_RECORDED DATA_
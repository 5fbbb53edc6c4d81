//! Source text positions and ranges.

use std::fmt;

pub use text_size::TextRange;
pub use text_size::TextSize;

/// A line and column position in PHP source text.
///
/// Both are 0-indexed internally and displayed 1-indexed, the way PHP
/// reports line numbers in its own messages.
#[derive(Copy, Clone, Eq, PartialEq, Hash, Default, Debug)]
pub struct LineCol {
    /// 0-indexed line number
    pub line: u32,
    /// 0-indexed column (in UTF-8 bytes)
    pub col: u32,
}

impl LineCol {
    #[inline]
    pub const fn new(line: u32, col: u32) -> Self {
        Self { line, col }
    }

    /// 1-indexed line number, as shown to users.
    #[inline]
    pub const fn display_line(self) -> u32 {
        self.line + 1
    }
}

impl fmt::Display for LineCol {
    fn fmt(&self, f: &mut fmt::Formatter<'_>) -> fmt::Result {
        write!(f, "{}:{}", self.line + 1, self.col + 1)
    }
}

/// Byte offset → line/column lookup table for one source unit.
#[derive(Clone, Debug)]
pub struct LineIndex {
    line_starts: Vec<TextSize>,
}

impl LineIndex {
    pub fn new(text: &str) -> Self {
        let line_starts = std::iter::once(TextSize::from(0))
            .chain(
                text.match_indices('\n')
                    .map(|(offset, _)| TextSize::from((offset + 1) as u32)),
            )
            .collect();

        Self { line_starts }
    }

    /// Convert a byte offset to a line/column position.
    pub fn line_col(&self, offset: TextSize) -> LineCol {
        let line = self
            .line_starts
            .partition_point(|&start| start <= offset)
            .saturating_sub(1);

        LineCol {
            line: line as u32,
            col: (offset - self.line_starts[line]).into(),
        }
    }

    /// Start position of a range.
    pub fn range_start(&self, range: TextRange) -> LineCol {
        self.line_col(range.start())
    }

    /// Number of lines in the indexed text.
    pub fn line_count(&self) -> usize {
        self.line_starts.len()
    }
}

_EXERCISE GOAL_
Where the records above contain a line with "the indexed text.", repeat that line and each later line through the end, exactly, and nothing more.

_SOLUTION TO THE PROBLEM_
    /// Number of lines in the indexed text.
    pub fn line_count(&self) -> usize {
        self.line_starts.len()
    }
}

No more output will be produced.